[Python-Dev] unittest's redundant assertions: asserts vs. failIf/Unlesses
Guido van Rossum
guido at python.org
Tue Apr 8 02:37:54 CEST 2008
On Wed, Mar 19, 2008 at 5:16 PM, Jeffrey Yasskin <jyasskin at gmail.com> wrote:
> On Wed, Mar 19, 2008 at 2:15 PM, <glyph at divmod.com> wrote:
> >
> > On 02:21 pm, murman at gmail.com wrote:
> > >>OTOH, I'd rather there be OOWTDI so whatever the consensus is is fine
> > >>with me.
> > >
> > >This strikes me as a gratuitous API change of the kind Guido was
> > >warning about in his recent post: "Don't change your APIs incompatibly
> > >when porting to Py3k"
> >
> > I agree emphatically. Actually I think this is the most extreme case.

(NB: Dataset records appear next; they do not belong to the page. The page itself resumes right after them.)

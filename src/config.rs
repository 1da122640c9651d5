//! Application configuration
//!
//! Settings are read from an optional YAML file, then overridden by
//! environment variables, then by command-line flags.
//!
//! ```yaml
//! api:
//!   base_url: "http://127.0.0.1:8000"
//!   timeout_seconds: 10
//!   max_retries: 2
//!   retry_backoff:
//!     type: exponential
//!     initial_ms: 100
//!     max_ms: 2000
//!   rate_limit:
//!     requests_per_second: 20
//!     burst_size: 20
//! server:
//!   port: 3000
//! ```

use crate::error::{Error, Result};
use crate::http::{HttpClientConfig, RateLimiterConfig};
use crate::types::BackoffType;
use serde::{Deserialize, Serialize};
use std::path::Path;
use std::time::Duration;
use tracing::debug;

/// Environment variable overriding `api.base_url`
pub const ENV_API_URL: &str = "TAMAYA_API_URL";

/// Environment variable overriding `server.port`
pub const ENV_PORT: &str = "TAMAYA_PORT";

// ============================================================================
// Top-Level Config
// ============================================================================

/// Complete application configuration
#[derive(Debug, Clone, Default, PartialEq, Serialize, Deserialize)]
pub struct AppConfig {
    /// Library backend settings
    #[serde(default)]
    pub api: ApiConfig,

    /// Settings for `serve`
    #[serde(default)]
    pub server: ServerSettings,
}

impl AppConfig {
    /// Load from a YAML file
    pub fn from_file(path: impl AsRef<Path>) -> Result<Self> {
        let path = path.as_ref();
        let content = std::fs::read_to_string(path).map_err(|e| {
            Error::config(format!("Failed to read config '{}': {e}", path.display()))
        })?;
        Self::from_yaml(&content)
    }

    /// Parse from YAML text
    pub fn from_yaml(yaml: &str) -> Result<Self> {
        let config: Self = serde_yaml::from_str(yaml)?;
        config.validate()?;
        Ok(config)
    }

    /// Load the file if given, then apply environment overrides
    pub fn load(path: Option<&Path>) -> Result<Self> {
        let mut config = match path {
            Some(path) => Self::from_file(path)?,
            None => Self::default(),
        };
        config.apply_env(|key| std::env::var(key).ok())?;
        debug!(?config, "configuration loaded");
        Ok(config)
    }

    /// Apply overrides from an environment lookup
    pub fn apply_env(&mut self, lookup: impl Fn(&str) -> Option<String>) -> Result<()> {
        if let Some(url) = lookup(ENV_API_URL).filter(|v| !v.is_empty()) {
            self.api.base_url = url;
        }
        if let Some(port) = lookup(ENV_PORT).filter(|v| !v.is_empty()) {
            self.server.port = port
                .parse()
                .map_err(|e| Error::invalid_config(ENV_PORT, format!("'{port}': {e}")))?;
        }
        self.validate()
    }

    /// Check values that serde cannot
    pub fn validate(&self) -> Result<()> {
        let url = url::Url::parse(&self.api.base_url)
            .map_err(|e| Error::invalid_config("api.base_url", e.to_string()))?;
        if !matches!(url.scheme(), "http" | "https") {
            return Err(Error::invalid_config(
                "api.base_url",
                format!("unsupported scheme '{}'", url.scheme()),
            ));
        }
        if self.api.timeout_seconds == 0 {
            return Err(Error::invalid_config("api.timeout_seconds", "must be non-zero"));
        }
        Ok(())
    }
}

// ============================================================================
// API Config
// ============================================================================

/// Library backend connection settings
#[derive(Debug, Clone, PartialEq, Serialize, Deserialize)]
pub struct ApiConfig {
    /// Base URL of the library backend
    #[serde(default = "default_base_url")]
    pub base_url: String,

    /// Request timeout in seconds
    #[serde(default = "default_timeout")]
    pub timeout_seconds: u64,

    /// Retries after the first attempt
    #[serde(default = "default_max_retries")]
    pub max_retries: u32,

    /// Retry backoff configuration
    #[serde(default)]
    pub retry_backoff: BackoffConfig,

    /// Client-side rate limit; `null` disables it
    #[serde(default = "default_rate_limit")]
    pub rate_limit: Option<RateLimiterConfig>,
}

impl Default for ApiConfig {
    fn default() -> Self {
        Self {
            base_url: default_base_url(),
            timeout_seconds: default_timeout(),
            max_retries: default_max_retries(),
            retry_backoff: BackoffConfig::default(),
            rate_limit: default_rate_limit(),
        }
    }
}

impl ApiConfig {
    /// HTTP client settings for these values
    pub fn http_client_config(&self) -> HttpClientConfig {
        let mut builder = HttpClientConfig::builder()
            .base_url(&self.base_url)
            .timeout(Duration::from_secs(self.timeout_seconds))
            .max_retries(self.max_retries)
            .backoff(
                self.retry_backoff.backoff_type,
                Duration::from_millis(self.retry_backoff.initial_ms),
                Duration::from_millis(self.retry_backoff.max_ms),
            );
        builder = match &self.rate_limit {
            Some(limit) => builder.rate_limit(limit.clone()),
            None => builder.no_rate_limit(),
        };
        builder.build()
    }
}

fn default_base_url() -> String {
    "http://127.0.0.1:8000".to_string()
}

fn default_timeout() -> u64 {
    10
}

fn default_max_retries() -> u32 {
    2
}

fn default_rate_limit() -> Option<RateLimiterConfig> {
    Some(RateLimiterConfig::default())
}

/// Backoff configuration
#[derive(Debug, Clone, PartialEq, Eq, Serialize, Deserialize)]
pub struct BackoffConfig {
    /// Type of backoff
    #[serde(rename = "type", default)]
    pub backoff_type: BackoffType,

    /// Initial delay in milliseconds
    #[serde(default = "default_initial_ms")]
    pub initial_ms: u64,

    /// Maximum delay in milliseconds
    #[serde(default = "default_max_ms")]
    pub max_ms: u64,
}

impl Default for BackoffConfig {
    fn default() -> Self {
        Self {
            backoff_type: BackoffType::Exponential,
            initial_ms: default_initial_ms(),
            max_ms: default_max_ms(),
        }
    }
}

fn default_initial_ms() -> u64 {
    100
}

fn default_max_ms() -> u64 {
    2000
}

// ============================================================================
// Server Config
// ============================================================================

/// HTTP server settings
#[derive(Debug, Clone, PartialEq, Eq, Serialize, Deserialize)]
pub struct ServerSettings {
    /// Port to listen on
    #[serde(default = "default_port")]
    pub port: u16,
}

impl Default for ServerSettings {
    fn default() -> Self {
        Self {
            port: default_port(),
        }
    }
}

fn default_port() -> u16 {
    3000
}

> > The unit test stuff should be as stable as humanly possible between 2
> > and 3, moreso than any other library.
>
> This is convincing for me. Move my +1 back to 3.1.
Same here; let's tread carefully here and not change this with 3.0.
Starting to deprecate in 3.1 and killing in 3.3 would be soon enough.
I like using only the assertKeyword variants, removing assert_, fail*,
and assertEquals. However I don't like changing assertTrue and
assertFalse to insist that the value is exactly True or False -- if
you really care that much, let's add assertIs(x, y) which asserts that
x and y are the same object. I also think that all tests should use
the operator their name implies, e.g. assertEqual(x, y) should do
something like
if x == y:
pass
else:
raise AssertionError(...)
rather than
if x != y:
raise AssertionError(...)
Someone please open a bug for this task.